- Conservation status: Least Concern (IUCN 3.1)

Scientific classification
- Kingdom: Animalia
- Phylum: Chordata
- Class: Aves
- Order: Passeriformes
- Family: Grallariidae
- Genus: Grallaria
- Species: G. dignissima
- Binomial name: Grallaria dignissima Sclater, PL & Salvin, 1880

= Ochre-striped antpitta =

- Genus: Grallaria
- Species: dignissima
- Authority: Sclater, PL & Salvin, 1880
- Conservation status: LC

Species of bird

The ochre-striped antpitta (Grallaria dignissima) is a species of bird in the family Grallariidae. It is found in Colombia, Ecuador, and Peru.

==Taxonomy and systematics==

The ochre-striped antpitta was first described as Grallaria dignissima by Sclater and Salvin and illustrated by John Gerrard Keulemans in 1880. In the first half of the twentieth century several authors moved it to genus Thamnocharis; that genus was later subsumed into Grallaria so the species returned to its original binomial. The ochre-striped antpitta and the elusive antpitta (G. eludens) are sister species.

The ochre-striped antpitta is monotypic.

==Description==

Grallaria antpittas are a "wonderful group of plump and round antbirds whose feathers are often fluffed up...they have stout bills [and] very short tails". The ochre-striped antpitta is 15 to 19 cm long; one male weighed 110 g. The sexes have almost the same plumage. Adult males have a gray-brown crown and nape. Their back, rump, and tail are olive-brown with black and white streaks on the lower back and rump. They have buff lores and buffy brown ear coverts. Their throat and breast are ochraceous brown that becomes black and white streaks on the lower breast and belly. Adult females have warmer brown upperparts and a more rufescent throat and breast than males. Both sexes have a dark brown iris, a dark brown or gray brown bill with a pale basal half of the mandible, and gray legs and feet.

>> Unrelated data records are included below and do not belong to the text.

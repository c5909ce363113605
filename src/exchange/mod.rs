// =============================================================================
// Exchange adapter contract
// =============================================================================
//
// The Trading Engine (C6) depends only on this trait, not on any specific
// venue (spec §6: "the core depends only on this contract"). `binance.rs`
// is the one concrete implementation, generalized from the teacher's
// `binance::client::BinanceClient`.

pub mod binance;

use async_trait::async_trait;

use crate::types::PositionSide;

#[derive(Debug, Clone)]
pub struct OpenFill {
    pub fill_price: f64,
    pub fee: f64,
    pub position_ref: String,
}

#[derive(Debug, Clone)]
pub struct CloseFill {
    pub exit_price: f64,
    pub fee: f64,
    pub pnl: f64,
}

#[async_trait]
pub trait ExchangeAdapter: Send + Sync {
    async fn open_position(
        &self,
        side: PositionSide,
        symbol: &str,
        size: f64,
        leverage: f64,
        reference_price: f64,
        stop_loss: Option<f64>,
        take_profit: Option<f64>,
    ) -> anyhow::Result<OpenFill>;

    async fn close_position(&self, position_ref: &str) -> anyhow::Result<CloseFill>;

    async fn mark_prices(&self, symbols: &[String]) -> anyhow::Result<std::collections::HashMap<String, f64>>;
}
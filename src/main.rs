// =============================================================================
// Bot Arena Server — Main Entry Point
// =============================================================================
//
// Boot order: load config + settings, build `AppState`, start the bot
// scheduler, reload the broadcaster from persisted state, launch the market
// feed and leaderboard cadence loops, then serve the API until Ctrl+C.
// =============================================================================

mod api;
mod auth;
mod broadcast;
mod config;
mod db;
mod decision_loop;
mod error;
mod exchange;
mod indicators;
mod leaderboard;
mod llm;
mod market_feed;
mod scheduler;
mod state;
mod summarizer;
mod token_tracker;
mod trading;
mod types;
mod vault;

use std::sync::Arc;

use tracing::{error, info, warn};
use tracing_subscriber::EnvFilter;

use crate::config::{ProcessConfig, Settings};
use crate::state::AppState;

#[tokio::main]
async fn main() -> anyhow::Result<()> {
    let _ = dotenvy::dotenv();

    tracing_subscriber::fmt()
        .with_env_filter(EnvFilter::try_from_default_env().unwrap_or_else(|_| EnvFilter::new("info")))
        .init();

    info!("╔══════════════════════════════════════════════════════════╗");
    info!("║              Bot Arena Server — Starting Up              ║");
    info!("╚══════════════════════════════════════════════════════════╝");

    let process_config = ProcessConfig::from_env();
    let settings = Settings::load(&process_config.settings_path).unwrap_or_else(|e| {
        warn!(error = %e, "failed to load settings, using defaults");
        Settings::default()
    });

    let bind_addr = process_config.bind_addr.clone();
    let state = AppState::bootstrap(process_config, settings)?;

    // Reload the last broadcast projection — and the cooldowns embedded in
    // it — before spawning any bot task, so a restart doesn't let a bot
    // bypass a cooldown that hadn't expired yet (spec §9 Open Question:
    // cooldown durability). Bring every active bot's runtime task up before
    // accepting traffic, so a request for bot state right after boot never
    // races an empty ledger.
    let restored_cooldowns = state.broadcaster.reload_from_store().await;
    state.scheduler.set_restored_cooldowns(restored_cooldowns);
    state.scheduler.start().await?;

    spawn_market_feed(state.clone());
    spawn_leaderboard_cadence(state.clone());

    let listener = tokio::net::TcpListener::bind(&bind_addr).await?;
    info!(addr = %bind_addr, "API server listening");

    let app = api::router(state.clone());
    let serve = tokio::spawn(async move {
        if let Err(err) = axum::serve(listener, app).await {
            error!(%err, "API server failed");
        }
    });

    info!("All subsystems running. Press Ctrl+C to stop.");
    tokio::select! {
        _ = tokio::signal::ctrl_c() => {
            warn!("shutdown signal received — stopping gracefully");
        }
        _ = serve => {
            error!("API server task ended unexpectedly");
        }
    }

    state.scheduler.shutdown().await;

    if let Err(e) = state.settings.read().save(&state.settings_path) {
        error!(error = %e, "failed to save settings on shutdown");
    }

    info!("bot arena server shut down complete.");
    Ok(())
}

/// Refreshes the shared `MarketSnapshot` on `refresh_interval_ms` cadence
/// (spec §4.8.2) so every bot's turn sees up-to-date marks without each bot
/// polling the exchange itself.
fn spawn_market_feed(state: Arc<AppState>) {
    tokio::spawn(async move {
        let feed = market_feed::MarketFeed::new();
        loop {
            let symbols = state.settings.read().trading_symbols.clone();
            let previous = state.market.read().clone();
            let next = feed.refresh(&symbols, &previous).await;
            *state.market.write() = next;

            let interval_ms = state.settings.read().refresh_interval_ms;
            tokio::time::sleep(std::time::Duration::from_millis(interval_ms)).await;
        }
    });
}

/// Recomputes every leaderboard period hourly (spec §4.10), forceable
/// out-of-cadence via the admin `/leaderboard/update` endpoint.
fn spawn_leaderboard_cadence(state: Arc<AppState>) {
    tokio::spawn(async move {
        let mut interval = tokio::time::interval(std::time::Duration::from_secs(3600));
        loop {
            interval.tick().await;
            if let Err(err) = state.leaderboard.recompute_all(chrono::Utc::now()).await {
                error!(%err, "scheduled leaderboard recomputation failed");
            }
        }
    });
}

==Distribution and habitat==

The ochre-striped antpitta is a bird of the western Amazon Basin. It is found from southeastern Colombia south through eastern Ecuador and northern Peru to the Marañón River. It inhabits the floor of tall mature terra firme rainforest. It favors areas along streams, in dense vegetation like that in regenerating treefall openings, and very seldom is found on steep slopes. In elevation it occurs up to 300 m in Colombia and 450 m in Ecuador and Peru.

==Behavior==
===Movement===

The ochre-striped antpitta is believed to be resident throughout its range.

===Feeding===

The ochre-striped antpitta's diet is not known, though it almost certainly feeds mostly on invertebrates. It is almost exclusively terrestrial, running and hopping on the ground.

===Breeding===

Nothing is known about the ochre-striped antpitta's breeding biology.

===Vocalization===

The ochre-striped antpitta's song is a "low, mournful, two-note whü, whaöw or whü, whüüw that lasts a little more than a second. The song has also been written as "hoo HEEeeoo". The species' call is "a descending, rolling, musical trill".

==Status==

The IUCN has assessed the ochre-striped antpitta as being of Least Concern. It has a large range; its population size is not known and is believed to be stable. No immediate threats have been identified. The species is considered rare throughout its range "and thus may be more severely impacted by habitat fragmentation than other small birds".